§ Activity: Every line of the data that contains the string "None" must be copied.

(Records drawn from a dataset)
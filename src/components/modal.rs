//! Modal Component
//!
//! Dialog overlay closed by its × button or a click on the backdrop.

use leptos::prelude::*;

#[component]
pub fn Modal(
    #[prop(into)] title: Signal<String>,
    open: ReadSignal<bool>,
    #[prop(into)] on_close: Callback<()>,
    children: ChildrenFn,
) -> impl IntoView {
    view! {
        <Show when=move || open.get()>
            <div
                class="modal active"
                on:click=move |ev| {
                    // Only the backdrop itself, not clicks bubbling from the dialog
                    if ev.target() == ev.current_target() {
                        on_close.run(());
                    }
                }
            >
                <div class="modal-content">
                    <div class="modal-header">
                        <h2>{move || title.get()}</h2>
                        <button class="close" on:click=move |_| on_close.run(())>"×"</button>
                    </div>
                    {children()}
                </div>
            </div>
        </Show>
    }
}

--

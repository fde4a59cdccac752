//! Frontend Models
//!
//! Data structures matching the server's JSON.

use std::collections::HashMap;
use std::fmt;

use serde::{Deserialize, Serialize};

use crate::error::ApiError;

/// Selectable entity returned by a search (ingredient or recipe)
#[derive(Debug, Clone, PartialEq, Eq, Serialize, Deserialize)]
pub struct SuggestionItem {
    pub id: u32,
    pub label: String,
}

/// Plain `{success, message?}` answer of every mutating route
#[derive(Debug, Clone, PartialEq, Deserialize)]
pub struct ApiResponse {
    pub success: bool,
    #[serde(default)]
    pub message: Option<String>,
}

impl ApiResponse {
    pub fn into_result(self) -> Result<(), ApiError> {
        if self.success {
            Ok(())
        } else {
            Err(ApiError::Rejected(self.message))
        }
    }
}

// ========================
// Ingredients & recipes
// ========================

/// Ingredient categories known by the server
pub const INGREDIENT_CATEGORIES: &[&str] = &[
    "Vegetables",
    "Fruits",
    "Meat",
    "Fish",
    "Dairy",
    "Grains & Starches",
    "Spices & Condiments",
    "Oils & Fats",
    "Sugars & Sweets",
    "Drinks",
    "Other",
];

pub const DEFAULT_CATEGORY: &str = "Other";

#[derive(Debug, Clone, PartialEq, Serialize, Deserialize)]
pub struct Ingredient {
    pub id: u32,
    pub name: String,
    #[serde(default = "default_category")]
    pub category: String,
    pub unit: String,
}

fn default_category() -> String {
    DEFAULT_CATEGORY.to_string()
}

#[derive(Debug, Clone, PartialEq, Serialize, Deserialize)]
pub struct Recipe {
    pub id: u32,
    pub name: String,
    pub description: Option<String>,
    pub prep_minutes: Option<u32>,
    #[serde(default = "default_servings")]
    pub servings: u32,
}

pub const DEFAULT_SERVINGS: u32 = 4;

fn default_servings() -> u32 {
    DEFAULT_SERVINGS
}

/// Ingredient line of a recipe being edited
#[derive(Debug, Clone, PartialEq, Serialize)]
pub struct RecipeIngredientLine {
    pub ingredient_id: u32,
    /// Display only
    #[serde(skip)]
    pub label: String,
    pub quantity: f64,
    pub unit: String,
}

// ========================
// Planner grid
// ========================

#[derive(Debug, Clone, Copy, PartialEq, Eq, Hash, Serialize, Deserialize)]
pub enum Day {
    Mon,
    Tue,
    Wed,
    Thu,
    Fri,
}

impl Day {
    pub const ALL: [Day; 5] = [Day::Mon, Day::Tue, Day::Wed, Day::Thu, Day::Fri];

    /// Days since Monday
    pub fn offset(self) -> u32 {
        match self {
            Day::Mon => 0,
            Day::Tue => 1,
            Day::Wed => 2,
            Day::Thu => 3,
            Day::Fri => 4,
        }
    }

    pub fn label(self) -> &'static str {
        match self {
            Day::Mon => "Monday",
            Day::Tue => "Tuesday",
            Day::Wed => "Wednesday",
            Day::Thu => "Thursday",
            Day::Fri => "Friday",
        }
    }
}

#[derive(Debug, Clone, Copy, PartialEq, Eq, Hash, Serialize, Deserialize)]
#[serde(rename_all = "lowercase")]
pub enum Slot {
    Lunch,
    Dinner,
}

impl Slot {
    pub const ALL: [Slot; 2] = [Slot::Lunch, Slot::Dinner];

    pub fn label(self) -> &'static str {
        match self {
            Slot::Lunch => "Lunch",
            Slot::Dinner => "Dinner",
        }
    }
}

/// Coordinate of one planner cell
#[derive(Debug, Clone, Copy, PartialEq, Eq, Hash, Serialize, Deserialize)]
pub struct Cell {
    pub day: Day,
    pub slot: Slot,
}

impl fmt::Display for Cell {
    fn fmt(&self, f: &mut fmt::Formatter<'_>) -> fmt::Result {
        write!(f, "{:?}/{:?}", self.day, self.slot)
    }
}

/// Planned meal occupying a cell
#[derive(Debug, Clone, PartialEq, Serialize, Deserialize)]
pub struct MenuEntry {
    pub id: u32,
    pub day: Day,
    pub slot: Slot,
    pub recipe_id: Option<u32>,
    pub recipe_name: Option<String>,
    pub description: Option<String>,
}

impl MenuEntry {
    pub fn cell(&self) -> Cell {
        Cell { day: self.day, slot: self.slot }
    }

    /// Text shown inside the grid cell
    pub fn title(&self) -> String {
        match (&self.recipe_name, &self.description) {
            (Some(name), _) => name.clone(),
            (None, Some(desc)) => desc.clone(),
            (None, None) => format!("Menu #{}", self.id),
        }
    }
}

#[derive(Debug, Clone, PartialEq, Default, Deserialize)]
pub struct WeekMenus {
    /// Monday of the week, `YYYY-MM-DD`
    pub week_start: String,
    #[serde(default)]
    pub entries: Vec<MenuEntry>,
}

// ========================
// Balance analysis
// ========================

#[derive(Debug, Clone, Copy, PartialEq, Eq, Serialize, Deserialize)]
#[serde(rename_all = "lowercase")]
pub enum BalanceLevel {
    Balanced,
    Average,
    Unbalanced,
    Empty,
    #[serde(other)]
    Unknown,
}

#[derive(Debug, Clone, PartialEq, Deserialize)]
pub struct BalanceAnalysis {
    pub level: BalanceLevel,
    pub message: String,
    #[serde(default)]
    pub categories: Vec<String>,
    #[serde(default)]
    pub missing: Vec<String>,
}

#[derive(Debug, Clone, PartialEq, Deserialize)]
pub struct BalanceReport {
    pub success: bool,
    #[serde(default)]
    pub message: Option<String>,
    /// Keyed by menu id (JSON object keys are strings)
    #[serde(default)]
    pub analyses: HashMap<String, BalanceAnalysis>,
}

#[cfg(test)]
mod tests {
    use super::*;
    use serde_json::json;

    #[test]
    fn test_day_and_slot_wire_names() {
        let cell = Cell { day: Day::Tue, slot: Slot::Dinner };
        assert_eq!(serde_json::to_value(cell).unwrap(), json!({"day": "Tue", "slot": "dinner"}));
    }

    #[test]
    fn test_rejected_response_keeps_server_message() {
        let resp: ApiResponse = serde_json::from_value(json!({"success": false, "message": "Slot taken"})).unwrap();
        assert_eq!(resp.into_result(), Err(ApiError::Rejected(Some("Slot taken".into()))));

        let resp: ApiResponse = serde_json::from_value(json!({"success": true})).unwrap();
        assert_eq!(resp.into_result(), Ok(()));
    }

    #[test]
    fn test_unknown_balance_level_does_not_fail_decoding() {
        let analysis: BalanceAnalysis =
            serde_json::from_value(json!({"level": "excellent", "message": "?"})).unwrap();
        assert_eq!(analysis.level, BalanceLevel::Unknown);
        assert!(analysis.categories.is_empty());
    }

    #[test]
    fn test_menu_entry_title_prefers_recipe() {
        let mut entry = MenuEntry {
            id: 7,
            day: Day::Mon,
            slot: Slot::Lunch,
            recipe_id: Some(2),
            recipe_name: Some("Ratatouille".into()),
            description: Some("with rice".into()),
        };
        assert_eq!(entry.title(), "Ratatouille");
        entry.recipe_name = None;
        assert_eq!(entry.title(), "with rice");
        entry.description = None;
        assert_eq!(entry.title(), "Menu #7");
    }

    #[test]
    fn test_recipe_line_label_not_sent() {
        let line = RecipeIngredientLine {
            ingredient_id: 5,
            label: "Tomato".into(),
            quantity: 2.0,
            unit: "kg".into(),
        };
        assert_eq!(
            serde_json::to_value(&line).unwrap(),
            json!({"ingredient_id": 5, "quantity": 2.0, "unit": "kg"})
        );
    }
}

§ Task solution:
            (None, Some(desc)) => desc.clone(),
            (None, None) => format!("Menu #{}", self.id),
        entry.recipe_name = None;
        entry.description = None;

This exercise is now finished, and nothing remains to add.